Information provided below:
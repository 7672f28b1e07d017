use std::fs;

use samplestats::{
    error::StatsError,
    pipeline::run,
    util::{math_utils::Deviation, test_util::setup_test_tracing},
};
use tempfile::tempdir;

use common::write_input;

mod common;

fn run_lines(lines: &[&str]) -> (Result<String, StatsError>, tempfile::TempDir) {
    let dir = tempdir().unwrap();
    let input = write_input(dir.path(), "input.txt", lines);
    let output = dir.path().join("output.txt");
    let result = run(&input, &output).map(|_| fs::read_to_string(&output).unwrap());
    (result, dir)
}

#[test]
fn test_five_values() {
    let _guard = setup_test_tracing("five_values");
    let (result, _dir) = run_lines(&["1.0", "2.0", "3.0", "4.0", "5.0"]);
    assert_eq!(result.unwrap(), "3.0, 1.5811388300841898\n");
}

#[test]
fn test_single_value_has_zero_deviation() {
    let _guard = setup_test_tracing("single_value");
    let (result, _dir) = run_lines(&["7.0"]);
    assert_eq!(result.unwrap(), "7.0, 0\n");
}

#[test]
fn test_constant_values() {
    let _guard = setup_test_tracing("constant_values");
    let (result, _dir) = run_lines(&["2.0", "2.0", "2.0"]);
    assert_eq!(result.unwrap(), "2.0, 0.0\n");
}

#[test]
fn test_empty_input_fails_without_output() {
    let _guard = setup_test_tracing("empty_input");
    let dir = tempdir().unwrap();
    let input = write_input(dir.path(), "input.txt", &[]);
    let output = dir.path().join("output.txt");
    let err = run(&input, &output).unwrap_err();
    assert!(matches!(err, StatsError::EmptyInput { .. }));
    assert!(!output.exists());
}

#[test]
fn test_non_numeric_line_fails() {
    let _guard = setup_test_tracing("non_numeric");
    let (result, _dir) = run_lines(&["abc"]);
    assert!(matches!(
        result,
        Err(StatsError::Parse { line: 1, ref value, .. }) if value == "abc"
    ));
}

#[test]
fn test_parse_failure_keeps_existing_output() {
    let _guard = setup_test_tracing("keeps_output");
    let dir = tempdir().unwrap();
    let input = write_input(dir.path(), "input.txt", &["1.0", "oops"]);
    let output = dir.path().join("output.txt");
    fs::write(&output, "previous\n").unwrap();
    assert!(run(&input, &output).is_err());
    assert_eq!(fs::read_to_string(&output).unwrap(), "previous\n");
}

#[test]
fn test_trailing_blank_line_is_ignored() {
    let _guard = setup_test_tracing("trailing_blank");
    let (result, _dir) = run_lines(&["1.0", "3.0", ""]);
    assert_eq!(result.unwrap(), "2.0, 1.4142135623730951\n");
}

#[test]
fn test_output_is_truncated() {
    let _guard = setup_test_tracing("truncated");
    let dir = tempdir().unwrap();
    let input = write_input(dir.path(), "input.txt", &["4.0", "4.0"]);
    let output = dir.path().join("output.txt");
    fs::write(&output, "a much longer line that must disappear entirely\n").unwrap();
    run(&input, &output).unwrap();
    assert_eq!(fs::read_to_string(&output).unwrap(), "4.0, 0.0\n");
}

#[test]
fn test_rerun_is_idempotent() {
    let _guard = setup_test_tracing("idempotent");
    let dir = tempdir().unwrap();
    let input = write_input(dir.path(), "input.txt", &["0.1", "0.2", "0.3", "1e-7", "-12.5"]);
    let output = dir.path().join("output.txt");
    let first = run(&input, &output).unwrap();
    let first_contents = fs::read(&output).unwrap();
    let second = run(&input, &output).unwrap();
    assert_eq!(first, second);
    assert_eq!(first_contents, fs::read(&output).unwrap());
}

#[test]
fn test_missing_input_is_file_access_error() {
    let _guard = setup_test_tracing("missing_input");
    let dir = tempdir().unwrap();
    let output = dir.path().join("output.txt");
    let err = run(dir.path().join("nope.txt"), &output).unwrap_err();
    assert!(matches!(err, StatsError::FileAccess { .. }));
    assert!(!output.exists());
}

#[test]
fn test_unwritable_output_is_file_access_error() {
    let _guard = setup_test_tracing("unwritable_output");
    let dir = tempdir().unwrap();
    let input = write_input(dir.path(), "input.txt", &["1.0", "2.0"]);
    let output = dir.path().join("missing_dir").join("output.txt");
    let err = run(&input, &output).unwrap_err();
    match err {
        StatsError::FileAccess { path, .. } => assert_eq!(path, output),
        other => panic!("unexpected error: {other}"),
    }
}

#[test]
fn test_summary_is_returned() {
    let _guard = setup_test_tracing("summary_returned");
    let dir = tempdir().unwrap();
    let input = write_input(dir.path(), "input.txt", &["10", "20"]);
    let summary = run(&input, dir.path().join("output.txt")).unwrap();
    assert_eq!(summary.count, 2);
    assert_eq!(summary.mean, 15.0);
    assert_eq!(summary.deviation, Deviation::Sample(50f64.sqrt()));
}

#[test]
fn test_opposite_extremes_stay_finite() {
    let _guard = setup_test_tracing("opposite_extremes");
    let (result, _dir) = run_lines(&["1.2e308", "-1.2e308"]);
    let contents = result.unwrap();
    assert!(contents.starts_with("0.0, 1.69"), "{contents}");
    assert!(!contents.contains("nan") && !contents.contains("inf"), "{contents}");
}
End of Information provided.
» **Work order**
Write the records out in full, exactly as they read above.

» **Solution for this exercise**
repository 7672f28b1e07d017
use std::fs;

use samplestats::{
    error::StatsError,
    pipeline::run,
    util::{math_utils::Deviation, test_util::setup_test_tracing},
};
use tempfile::tempdir;

use common::write_input;

mod common;

fn run_lines(lines: &[&str]) -> (Result<String, StatsError>, tempfile::TempDir) {
    let dir = tempdir().unwrap();
    let input = write_input(dir.path(), "input.txt", lines);
    let output = dir.path().join("output.txt");
    let result = run(&input, &output).map(|_| fs::read_to_string(&output).unwrap());
    (result, dir)
}

#[test]
fn test_five_values() {
    let _guard = setup_test_tracing("five_values");
    let (result, _dir) = run_lines(&["1.0", "2.0", "3.0", "4.0", "5.0"]);
    assert_eq!(result.unwrap(), "3.0, 1.5811388300841898\n");
}

#[test]
fn test_single_value_has_zero_deviation() {
    let _guard = setup_test_tracing("single_value");
    let (result, _dir) = run_lines(&["7.0"]);
    assert_eq!(result.unwrap(), "7.0, 0\n");
}

#[test]
fn test_constant_values() {
    let _guard = setup_test_tracing("constant_values");
    let (result, _dir) = run_lines(&["2.0", "2.0", "2.0"]);
    assert_eq!(result.unwrap(), "2.0, 0.0\n");
}

#[test]
fn test_empty_input_fails_without_output() {
    let _guard = setup_test_tracing("empty_input");
    let dir = tempdir().unwrap();
    let input = write_input(dir.path(), "input.txt", &[]);
    let output = dir.path().join("output.txt");
    let err = run(&input, &output).unwrap_err();
    assert!(matches!(err, StatsError::EmptyInput { .. }));
    assert!(!output.exists());
}

#[test]
fn test_non_numeric_line_fails() {
    let _guard = setup_test_tracing("non_numeric");
    let (result, _dir) = run_lines(&["abc"]);
    assert!(matches!(
        result,
        Err(StatsError::Parse { line: 1, ref value, .. }) if value == "abc"
    ));
}

#[test]
fn test_parse_failure_keeps_existing_output() {
    let _guard = setup_test_tracing("keeps_output");
    let dir = tempdir().unwrap();
    let input = write_input(dir.path(), "input.txt", &["1.0", "oops"]);
    let output = dir.path().join("output.txt");
    fs::write(&output, "previous\n").unwrap();
    assert!(run(&input, &output).is_err());
    assert_eq!(fs::read_to_string(&output).unwrap(), "previous\n");
}

#[test]
fn test_trailing_blank_line_is_ignored() {
    let _guard = setup_test_tracing("trailing_blank");
    let (result, _dir) = run_lines(&["1.0", "3.0", ""]);
    assert_eq!(result.unwrap(), "2.0, 1.4142135623730951\n");
}

#[test]
fn test_output_is_truncated() {
    let _guard = setup_test_tracing("truncated");
    let dir = tempdir().unwrap();
    let input = write_input(dir.path(), "input.txt", &["4.0", "4.0"]);
    let output = dir.path().join("output.txt");
    fs::write(&output, "a much longer line that must disappear entirely\n").unwrap();
    run(&input, &output).unwrap();
    assert_eq!(fs::read_to_string(&output).unwrap(), "4.0, 0.0\n");
}

#[test]
fn test_rerun_is_idempotent() {
    let _guard = setup_test_tracing("idempotent");
    let dir = tempdir().unwrap();
    let input = write_input(dir.path(), "input.txt", &["0.1", "0.2", "0.3", "1e-7", "-12.5"]);
    let output = dir.path().join("output.txt");
    let first = run(&input, &output).unwrap();
    let first_contents = fs::read(&output).unwrap();
    let second = run(&input, &output).unwrap();
    assert_eq!(first, second);
    assert_eq!(first_contents, fs::read(&output).unwrap());
}

#[test]
fn test_missing_input_is_file_access_error() {
    let _guard = setup_test_tracing("missing_input");
    let dir = tempdir().unwrap();
    let output = dir.path().join("output.txt");
    let err = run(dir.path().join("nope.txt"), &output).unwrap_err();
    assert!(matches!(err, StatsError::FileAccess { .. }));
    assert!(!output.exists());
}

#[test]
fn test_unwritable_output_is_file_access_error() {
    let _guard = setup_test_tracing("unwritable_output");
    let dir = tempdir().unwrap();
    let input = write_input(dir.path(), "input.txt", &["1.0", "2.0"]);
    let output = dir.path().join("missing_dir").join("output.txt");
    let err = run(&input, &output).unwrap_err();
    match err {
        StatsError::FileAccess { path, .. } => assert_eq!(path, output),
        other => panic!("unexpected error: {other}"),
    }
}

#[test]
fn test_summary_is_returned() {
    let _guard = setup_test_tracing("summary_returned");
    let dir = tempdir().unwrap();
    let input = write_input(dir.path(), "input.txt", &["10", "20"]);
    let summary = run(&input, dir.path().join("output.txt")).unwrap();
    assert_eq!(summary.count, 2);
    assert_eq!(summary.mean, 15.0);
    assert_eq!(summary.deviation, Deviation::Sample(50f64.sqrt()));
}

#[test]
fn test_opposite_extremes_stay_finite() {
    let _guard = setup_test_tracing("opposite_extremes");
    let (result, _dir) = run_lines(&["1.2e308", "-1.2e308"]);
    let contents = result.unwrap();
    assert!(contents.starts_with("0.0, 1.69"), "{contents}");
    assert!(!contents.contains("nan") && !contents.contains("inf"), "{contents}");
}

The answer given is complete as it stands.